If something doesn’t work out, like an experiment, is it truly a failure?
On the Jammin’ front, this week, I thought that I would try something new! Now, you know that pectin from apples is at the heart and the purity of ‘Dadda’s Jam’, so I thought that I would see how much pectin was in ‘pressed apple juice’! Worth investigating I thought! Pectin is one of those things that is really quite difficult to quantify. Well, this was my experiment, simple but rewarding in information. One litre of pressed, cloudy apple juice, store purchased, lemon juice and one kilogram of sugar. I also had 300 grams of apple pulp to add if things didn’t work out!

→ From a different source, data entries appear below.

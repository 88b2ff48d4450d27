//! MoveTicket command

use async_trait::async_trait;

use crate::context::CrewboardContext;
use crate::error::Result;
use crate::execute::Execute;
use crate::ticket::UpdateTicket;
use crate::types::{StageId, Ticket, TicketId};

/// Move a ticket to another stage of its board
///
/// Shorthand for [`UpdateTicket`] with only the stage set; the move is
/// recorded in the ticket's history like any other change.
#[derive(Debug)]
pub struct MoveTicket {
    /// Ticket to move
    pub ticket_id: TicketId,
    /// Destination stage; must be on the ticket's board
    pub stage_id: StageId,
    /// Optional note for the history entry
    pub note: Option<String>,
}

impl MoveTicket {
    /// Create a new MoveTicket command
    pub fn new(ticket_id: TicketId, stage_id: StageId) -> Self {
        Self {
            ticket_id,
            stage_id,
            note: None,
        }
    }

    /// Attach a note to the history entry
    pub fn with_note(mut self, note: impl Into<String>) -> Self {
        self.note = Some(note.into());
        self
    }
}

#[async_trait]
impl Execute for MoveTicket {
    type Output = Ticket;

    async fn execute(&self, ctx: &CrewboardContext) -> Result<Ticket> {
        let mut update =
            UpdateTicket::new(self.ticket_id.clone()).with_stage(self.stage_id.clone());
        if let Some(note) = &self.note {
            update = update.with_note(note.clone());
        }
        update.execute(ctx).await
    }
}
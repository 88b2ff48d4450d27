//! Tickets and their append-only change history

use chrono::{DateTime, Utc};
use serde::{Deserialize, Serialize};

use crewboard_query::{SortKey, Sortable};
use crewboard_store::Entity;

use super::ids::{BoardId, StageId, TicketHistoryId, TicketId, UserId};

/// A trackable unit of work moving through a board's stages
#[derive(Debug, Clone, PartialEq, Serialize, Deserialize)]
pub struct Ticket {
    pub id: TicketId,
    pub board_id: BoardId,
    /// Current stage; always resolves to a placement on `board_id`
    pub stage_id: StageId,
    pub title: String,
    #[serde(default)]
    pub description: String,
    pub created_by: UserId,
    pub created_at: DateTime<Utc>,
    #[serde(default, skip_serializing_if = "Option::is_none")]
    pub assigned_to: Option<UserId>,
    #[serde(default)]
    pub completed: bool,
}

impl Ticket {
    pub fn new(
        board_id: BoardId,
        stage_id: StageId,
        title: impl Into<String>,
        created_by: UserId,
    ) -> Self {
        Self {
            id: TicketId::new(),
            board_id,
            stage_id,
            title: title.into(),
            description: String::new(),
            created_by,
            created_at: Utc::now(),
            assigned_to: None,
            completed: false,
        }
    }

    pub fn with_description(mut self, description: impl Into<String>) -> Self {
        self.description = description.into();
        self
    }

    pub fn with_assignee(mut self, assignee: UserId) -> Self {
        self.assigned_to = Some(assignee);
        self
    }
}

impl Entity for Ticket {
    type Id = TicketId;

    const KIND: &'static str = "ticket";

    fn id(&self) -> TicketId {
        self.id.clone()
    }
}

impl Sortable for Ticket {
    fn sort_fields() -> &'static [&'static str] {
        &["title", "created_at", "completed", "assigned_to"]
    }

    fn sort_key(&self, field: &str) -> Option<SortKey> {
        match field {
            "title" => Some(SortKey::Text(self.title.clone())),
            "created_at" => Some(SortKey::Time(self.created_at)),
            "completed" => Some(SortKey::Bool(self.completed)),
            // Unassigned tickets sort before assigned ones when ascending.
            "assigned_to" => self.assigned_to.as_ref().map(|u| SortKey::Text(u.to_string())),
            _ => None,
        }
    }
}

/// Ticket fields whose changes are recorded in the history ledger
///
/// Serialized names are part of the persisted contract; variant names
/// serialize as-is, so the assignee property round-trips as
/// `"AssignedTo"`.
#[derive(Debug, Clone, Copy, PartialEq, Eq, Serialize, Deserialize)]
pub enum TrackedField {
    Title,
    Description,
    AssignedTo,
    Stage,
    Completed,
}

impl TrackedField {
    pub fn as_str(&self) -> &'static str {
        match self {
            Self::Title => "Title",
            Self::Description => "Description",
            Self::AssignedTo => "AssignedTo",
            Self::Stage => "Stage",
            Self::Completed => "Completed",
        }
    }
}

impl std::fmt::Display for TrackedField {
    fn fmt(&self, f: &mut std::fmt::Formatter<'_>) -> std::fmt::Result {
        write!(f, "{}", self.as_str())
    }
}

/// An immutable audit record of one field change on a ticket
///
/// History rows are append-only: once written they are never mutated, and
/// they are removed only when their ticket is deleted. `old_value` and
/// `new_value` hold the raw value as a string; `None` means unset.
#[derive(Debug, Clone, PartialEq, Serialize, Deserialize)]
pub struct TicketHistory {
    pub id: TicketHistoryId,
    pub ticket_id: TicketId,
    pub property: TrackedField,
    #[serde(default, skip_serializing_if = "Option::is_none")]
    pub old_value: Option<String>,
    #[serde(default, skip_serializing_if = "Option::is_none")]
    pub new_value: Option<String>,
    pub changed_by: UserId,
    pub changed_at: DateTime<Utc>,
    #[serde(default, skip_serializing_if = "String::is_empty")]
    pub note: String,
}

impl TicketHistory {
    pub fn new(
        ticket_id: TicketId,
        property: TrackedField,
        old_value: Option<String>,
        new_value: Option<String>,
        changed_by: UserId,
        changed_at: DateTime<Utc>,
    ) -> Self {
        Self {
            id: TicketHistoryId::new(),
            ticket_id,
            property,
            old_value,
            new_value,
            changed_by,
            changed_at,
            note: String::new(),
        }
    }

    pub fn with_note(mut self, note: impl Into<String>) -> Self {
        self.note = note.into();
        self
    }
}

impl Entity for TicketHistory {
    type Id = TicketHistoryId;

    const KIND: &'static str = "ticket history entry";

    fn id(&self) -> TicketHistoryId {
        self.id.clone()
    }
}

impl Sortable for TicketHistory {
    fn sort_fields() -> &'static [&'static str] {
        &["changed_at"]
    }

    fn sort_key(&self, field: &str) -> Option<SortKey> {
        match field {
            "changed_at" => Some(SortKey::Time(self.changed_at)),
            _ => None,
        }
    }
}
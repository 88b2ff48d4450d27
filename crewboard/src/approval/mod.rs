//! Approval workflow commands

mod approve;
mod groups;
mod pending;
mod reject;
mod request;

pub use approve::ApproveGroup;
pub use groups::ListPendingGroups;
pub use pending::ListPendingApprovals;
pub use reject::RejectGroup;
pub use request::RequestGroupApproval;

I have kind of worked out that as much moisture should be removed from fruit pulp as possible, or if this is not possible, the ratio of apple pulp should be higher in order to produce a well set jam! I hope that this makes sense? I also stated earlier that experiments are key to moving forward in the art of preserves. Old fashioned jam making insisted on long cooking times, producing in my mind, over cooked, Jammy tasting results. Twenty minutes is a perfectly safe cooking time to produce fresh tasting results. Also, do remember that lemon juice is key in all jam making. It supplies extra pectin for your Jams even though it is a liquid ingredient.

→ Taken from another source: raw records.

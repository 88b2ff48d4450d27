//! ApproveGroup command

use async_trait::async_trait;
use tracing::info;

use crewboard_query::QueryOptions;
use crewboard_store::{Stored, StoreError};

use crate::context::CrewboardContext;
use crate::error::{CrewboardError, Result};
use crate::execute::Execute;
use crate::types::{ApprovalStatus, GroupApprovalRequest, GroupId, GroupProject, ProjectId};

/// Approve a pending group request and attach the group to the project
///
/// Resolves the pending request for the pair and records the acting user
/// as the decider. Approving creates the delegation row, so the group
/// shows up in [`ListProjectGroups`] afterwards. Once a request is
/// resolved there is nothing left to approve and the command fails with
/// not found.
///
/// [`ListProjectGroups`]: crate::project::ListProjectGroups
#[derive(Debug)]
pub struct ApproveGroup {
    /// Project the request was raised for
    pub project_id: ProjectId,
    /// Group being approved
    pub group_id: GroupId,
}

impl ApproveGroup {
    /// Create a new ApproveGroup command
    pub fn new(project_id: ProjectId, group_id: GroupId) -> Self {
        Self {
            project_id,
            group_id,
        }
    }
}

#[async_trait]
impl Execute for ApproveGroup {
    type Output = GroupApprovalRequest;

    async fn execute(&self, ctx: &CrewboardContext) -> Result<GroupApprovalRequest> {
        let mut uow = ctx.begin();

        let project_id = self.project_id.clone();
        let group_id = self.group_id.clone();
        let mut request = uow
            .repo::<GroupApprovalRequest>()
            .get(
                &QueryOptions::new().with_filter(move |r: &GroupApprovalRequest| {
                    r.project_id == project_id
                        && r.group_id == group_id
                        && r.status == ApprovalStatus::Pending
                }),
            )
            .await?
            .ok_or_else(|| {
                CrewboardError::not_found("pending approval request", &self.group_id)
            })?;

        request.approve(ctx.user_id().clone());
        uow.repo::<GroupApprovalRequest>().update(request.clone()).await?;

        let project_id = self.project_id.clone();
        let group_id = self.group_id.clone();
        let attached = uow
            .repo::<GroupProject>()
            .get(&QueryOptions::new().with_filter(move |l: &GroupProject| {
                l.project_id == project_id && l.group_id == group_id
            }))
            .await?;
        if attached.is_none() {
            let project_id = self.project_id.clone();
            let group_id = self.group_id.clone();
            // A concurrent approval of a parallel request could attach the
            // group first; fail the commit rather than duplicate the row.
            uow.guard(move |tables| {
                let racing = GroupProject::table(tables)
                    .rows()
                    .any(|v| v.row.project_id == project_id && v.row.group_id == group_id);
                if racing {
                    return Err(StoreError::constraint(
                        "group is already attached to the project",
                    ));
                }
                Ok(())
            });
            uow.repo::<GroupProject>()
                .insert(GroupProject::new(self.group_id.clone(), self.project_id.clone()));
        }

        uow.save().await?;

        info!(
            project_id = %self.project_id,
            group_id = %self.group_id,
            decided_by = %ctx.user_id(),
            "approved group for project"
        );
        Ok(request)
    }
}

Okay the experiment! I boiled the litre of juice with the kilo of sugar and 50ml of lemon juice for twenty minutes, stirring occasionally and skimming the top every now and then for foam and any impurities. The cloudy colour of the juice becomes a golden amber. The outcome was a lovely tasting apple syrup, disappointing maybe, so my plan b was to add the 300 grams of apple pulp. I cooked for a further fifteen minutes, stirring occasionally and finally I strained the liquid, removing the pulp for use in another aspiration, fruit pastilles. The apple jelly showed some sign of gelling, but I was still in two minds, so I poured it into a stainless steel bowl and refrigerated it overnight. The next day I noted that there was a very soft set. My experiment had been a failure. And failure is fine – it’s the learning curve on the way to finding perfection, isn’t it?
Due to the fact that I am out of jam jars, this experiment is now in a freezer bag and sat in the freezer. Part two of this story to follow soon.